The Hartford Courant
April 8, 1973
The show, as Bette (pronounced “bet”) put it, “reeked of American bandstand.” It was carried off with all the flash and glory of a revival meeting.
Far from nostalgia, Bette’s performance rekindled songs so simple and honest that their old age made them feel like part of the family.
“Chapel of Love,” a truly turbid song in its original version by the Dixiecups, brought a standing ovation from the nearly full house.
“Leader of the Pack” also got a standing ovation even though some of the lines seem so corny today they brought chuckles midway through the song.
Even her costumes brought back the dustless times of her songs. She appeared in an outrageously misshapen purple pantsuit trimmed in pink. After half-time, she re-appeared in a full-length silver lame dress that unzipped to reveal black satin toreador pants and a sequined corset-style top.
She calls herself “the last of the truly tacky women,” and joked with the crowd saying “the true tack of Hartford has come out” for the show.

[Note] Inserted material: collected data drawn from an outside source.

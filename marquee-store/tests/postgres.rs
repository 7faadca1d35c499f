//! Integration tests for the Postgres store. Each test gets a fresh database with
//! the workspace migrations applied; `DATABASE_URL` must point at a server.

use chrono::{DateTime, Duration, TimeZone, Utc};
use futures_util::future::join_all;
use sqlx::PgPool;
use std::collections::HashSet;
use std::sync::Arc;

use marquee_booking::{PaymentTransactionManager, ReservationManager, TicketVerifier};
use marquee_core::models::{BookingStatus, EffectiveStatus, Id};
use marquee_core::payment::PaymentStatus;
use marquee_core::{Clock, ConflictKind, CoreError, ManualClock, ReservationStore};
use marquee_store::PgStore;

fn opening() -> DateTime<Utc> {
    Utc.with_ymd_and_hms(2026, 3, 14, 9, 59, 0).unwrap()
}

fn show_start() -> DateTime<Utc> {
    Utc.with_ymd_and_hms(2026, 3, 14, 10, 0, 0).unwrap()
}

struct Fixture {
    store: Arc<PgStore>,
    clock: Arc<ManualClock>,
    reservations: Arc<ReservationManager>,
    payments: Arc<PaymentTransactionManager>,
    tickets: TicketVerifier,
    user: Id,
    method: Id,
}

impl Fixture {
    async fn new(pool: &PgPool) -> Self {
        let store = Arc::new(PgStore::new(pool.clone()));
        let clock = Arc::new(ManualClock::new(opening()));
        let shared: Arc<dyn ReservationStore> = store.clone();

        let user = sqlx::query_scalar::<_, i64>(
            "INSERT INTO users (name, email) VALUES ('Jane', 'jane@example.com') RETURNING id",
        )
        .fetch_one(pool)
        .await
        .unwrap();
        let method = sqlx::query_scalar::<_, i64>(
            "INSERT INTO payment_methods (name) VALUES ('bank_transfer') RETURNING id",
        )
        .fetch_one(pool)
        .await
        .unwrap();

        Self {
            reservations: Arc::new(ReservationManager::new(
                shared.clone(),
                clock.clone(),
                Duration::minutes(10),
            )),
            payments: Arc::new(PaymentTransactionManager::new(shared.clone(), clock.clone())),
            tickets: TicketVerifier::new(shared),
            store,
            clock,
            user,
            method,
        }
    }
}

/// Seeds cinema, studio, movie, screening and seats. Returns the screening id and
/// seat ids in the order of `codes`.
async fn seed_screening(
    pool: &PgPool,
    title: &str,
    start: DateTime<Utc>,
    minutes: i32,
    codes: &[&str],
) -> (Id, Vec<Id>) {
    let cinema = sqlx::query_scalar::<_, i64>("INSERT INTO cinemas (name) VALUES ('Marquee Central') RETURNING id")
        .fetch_one(pool)
        .await
        .unwrap();
    let studio = sqlx::query_scalar::<_, i64>(
        "INSERT INTO studios (cinema_id, name) VALUES ($1, 'Studio 1') RETURNING id",
    )
    .bind(cinema)
    .fetch_one(pool)
    .await
    .unwrap();
    let movie = sqlx::query_scalar::<_, i64>(
        "INSERT INTO movies (title, duration_minute) VALUES ($1, $2) RETURNING id",
    )
    .bind(title)
    .bind(minutes)
    .fetch_one(pool)
    .await
    .unwrap();
    let screening = sqlx::query_scalar::<_, i64>(
        "INSERT INTO screenings (studio_id, movie_id, start_time, end_time) VALUES ($1, $2, $3, $4) RETURNING id",
    )
    .bind(studio)
    .bind(movie)
    .bind(start)
    .bind(start + Duration::minutes(i64::from(minutes)))
    .fetch_one(pool)
    .await
    .unwrap();

    let mut seats = Vec::new();
    for code in codes {
        let id = sqlx::query_scalar::<_, i64>(
            "INSERT INTO seats (studio_id, seat_code) VALUES ($1, $2) RETURNING id",
        )
        .bind(studio)
        .bind(*code)
        .fetch_one(pool)
        .await
        .unwrap();
        seats.push(id);
    }
    (screening, seats)
}

// ---------------------------------------------------------------------------
// Seat claims
// ---------------------------------------------------------------------------

#[sqlx::test(migrations = "../migrations")]
async fn claim_conflicts_until_hold_lapses(pool: PgPool) {
    let f = Fixture::new(&pool).await;
    let (screening, seats) = seed_screening(&pool, "Dune: Part Two", show_start(), 130, &["A1", "A2"]).await;

    let first = f
        .reservations
        .create_booking(f.user, screening, &[seats[0]])
        .await
        .unwrap();
    let held = f.store.held_seat_ids(screening, f.clock.now()).await.unwrap();
    assert_eq!(held, HashSet::from([seats[0]]));

    let err = f
        .reservations
        .create_booking(f.user, screening, &[seats[1], seats[0]])
        .await
        .unwrap_err();
    assert!(matches!(err, CoreError::Conflict(ConflictKind::SeatsTaken)));

    // nothing from the refused booking survives
    let held = f.store.held_seat_ids(screening, f.clock.now()).await.unwrap();
    assert_eq!(held, HashSet::from([seats[0]]));

    f.clock.advance(Duration::minutes(10));
    assert!(f.store.held_seat_ids(screening, f.clock.now()).await.unwrap().is_empty());
    let view = f.reservations.get_booking(first.id).await.unwrap();
    assert_eq!(view.booking.status, BookingStatus::Pending);
    assert_eq!(view.effective_status, EffectiveStatus::Expired);

    f.reservations
        .create_booking(f.user, screening, &[seats[0]])
        .await
        .unwrap();
}

#[sqlx::test(migrations = "../migrations")]
async fn concurrent_claims_on_one_seat_admit_exactly_one(pool: PgPool) {
    let f = Fixture::new(&pool).await;
    let (screening, seats) = seed_screening(&pool, "Dune: Part Two", show_start(), 130, &["B1"]).await;
    let seat = seats[0];

    let attempts = (0..8).map(|_| {
        let reservations = f.reservations.clone();
        let user = f.user;
        tokio::spawn(async move { reservations.create_booking(user, screening, &[seat]).await })
    });
    let results: Vec<_> = join_all(attempts)
        .await
        .into_iter()
        .map(|joined| joined.unwrap())
        .collect();

    assert_eq!(results.iter().filter(|r| r.is_ok()).count(), 1);
    assert!(results
        .iter()
        .filter(|r| r.is_err())
        .all(|r| matches!(r, Err(CoreError::Conflict(ConflictKind::SeatsTaken)))));
}

#[sqlx::test(migrations = "../migrations")]
async fn overlapping_bookings_in_opposite_order_never_deadlock(pool: PgPool) {
    let f = Fixture::new(&pool).await;
    let codes = ["A1", "A2", "A3", "A4", "A5", "A6", "A7", "A8"];

    for round in 0..20 {
        let (screening, seats) = seed_screening(&pool, "Dune: Part Two", show_start(), 130, &codes).await;
        let reversed: Vec<Id> = seats.iter().rev().copied().collect();

        let attempts = [seats, reversed].map(|order| {
            let reservations = f.reservations.clone();
            let user = f.user;
            tokio::spawn(async move { reservations.create_booking(user, screening, &order).await })
        });
        let results: Vec<_> = join_all(attempts)
            .await
            .into_iter()
            .map(|joined| joined.unwrap())
            .collect();

        assert_eq!(results.iter().filter(|r| r.is_ok()).count(), 1, "round {round}");
        assert!(
            results
                .iter()
                .any(|r| matches!(r, Err(CoreError::Conflict(ConflictKind::SeatsTaken)))),
            "round {round}: {results:?}"
        );
    }
}

// ---------------------------------------------------------------------------
// Payments
// ---------------------------------------------------------------------------

#[sqlx::test(migrations = "../migrations")]
async fn concurrent_create_payment_returns_one_id(pool: PgPool) {
    let f = Fixture::new(&pool).await;
    let (screening, seats) = seed_screening(&pool, "Dune: Part Two", show_start(), 130, &["A1", "A2"]).await;
    let booking = f.reservations.create_booking(f.user, screening, &seats).await.unwrap();

    let attempts = (0..8).map(|_| {
        let payments = f.payments.clone();
        let method = f.method;
        tokio::spawn(async move { payments.create_payment(booking.id, method, 100_000).await })
    });
    let ids: HashSet<Id> = join_all(attempts)
        .await
        .into_iter()
        .map(|joined| joined.unwrap().unwrap())
        .collect();
    assert_eq!(ids.len(), 1);

    let rows = sqlx::query_scalar::<_, i64>("SELECT COUNT(*) FROM payments WHERE booking_id = $1")
        .bind(booking.id)
        .fetch_one(&pool)
        .await
        .unwrap();
    assert_eq!(rows, 1);
}

#[sqlx::test(migrations = "../migrations")]
async fn duplicate_success_callbacks_issue_tickets_once(pool: PgPool) {
    let f = Fixture::new(&pool).await;
    let (screening, seats) = seed_screening(&pool, "Dune: Part Two", show_start(), 130, &["A1", "A2"]).await;
    let booking = f.reservations.create_booking(f.user, screening, &seats).await.unwrap();
    let payment_id = f.payments.create_payment(booking.id, f.method, 100_000).await.unwrap();

    let deliveries = (0..8).map(|i| {
        let payments = f.payments.clone();
        tokio::spawn(async move {
            payments
                .update_payment(payment_id, PaymentStatus::Success, &format!("T-{i}"))
                .await
        })
    });
    let outcomes: Vec<_> = join_all(deliveries)
        .await
        .into_iter()
        .map(|joined| joined.unwrap().unwrap())
        .collect();
    assert_eq!(outcomes.iter().filter(|o| o.is_some()).count(), 1);

    let tickets = f.tickets.tickets_for_booking(booking.id).await.unwrap();
    assert_eq!(tickets.len(), 2);

    let view = f.reservations.get_booking(booking.id).await.unwrap();
    assert_eq!(view.booking.status, BookingStatus::Paid);

    let ticket = f.tickets.verify(tickets[0].qr_token).await.unwrap();
    assert_eq!(ticket.seat_code, "A1");
    assert_eq!(ticket.screening.movie_title, "Dune: Part Two");
    assert_eq!(ticket.screening.cinema_name, "Marquee Central");

    let context = f.store.ticket_context(booking.id).await.unwrap().unwrap();
    assert_eq!(context.recipient.email, "jane@example.com");
    assert_eq!(context.tickets.len(), 2);

    // paid seats stay taken after the hold deadline
    f.clock.advance(Duration::hours(1));
    let held = f.store.held_seat_ids(screening, f.clock.now()).await.unwrap();
    assert_eq!(held.len(), 2);
}

// ---------------------------------------------------------------------------
// Booking history
// ---------------------------------------------------------------------------

#[sqlx::test(migrations = "../migrations")]
async fn booking_history_orders_by_screening_and_pages(pool: PgPool) {
    let f = Fixture::new(&pool).await;
    let (matinee, matinee_seats) =
        seed_screening(&pool, "Dune: Part Two", show_start(), 130, &["A1", "A2", "B1"]).await;
    let (evening, evening_seats) =
        seed_screening(&pool, "Perfect Days", show_start() + Duration::hours(10), 125, &["C1"]).await;

    let early = f
        .reservations
        .create_booking(f.user, matinee, &[matinee_seats[1], matinee_seats[0]])
        .await
        .unwrap();
    let second = f
        .reservations
        .create_booking(f.user, matinee, &[matinee_seats[2]])
        .await
        .unwrap();
    let late = f
        .reservations
        .create_booking(f.user, evening, &evening_seats)
        .await
        .unwrap();

    let history = f.reservations.booking_history(f.user, 10, 0).await.unwrap();
    assert_eq!(history.total, 3);
    let ids: Vec<_> = history.bookings.iter().map(|b| b.entry.booking_id).collect();
    assert_eq!(ids, vec![late.id, second.id, early.id]);
    assert_eq!(history.bookings[0].entry.movie_title, "Perfect Days");
    assert_eq!(history.bookings[2].entry.seat_codes, vec!["A1", "A2"]);
    assert_eq!(history.bookings[2].effective_status, EffectiveStatus::Pending);

    let page = f.reservations.booking_history(f.user, 2, 2).await.unwrap();
    assert_eq!(page.total, 3);
    assert_eq!(page.bookings.len(), 1);
    assert_eq!(page.bookings[0].entry.booking_id, early.id);
}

“Miss M hits Hartford, the Insurance Capitol of the World,” she quipped. “Honey, I’ve played some small towns in my day, and this”¦”
She started small (and she stands only 5 feet 1 inches) at a New York City homosexual palace, The Continental Baths – something she’s not about to forget. She applauded Hartford’s homosexuals to a rousing cheer from the crowd.
“Character is everything,” she told the crowd. “Now you see me transform myself into a whole other person before your eyes.” She did, gloriously – and no one but Bette Midler can.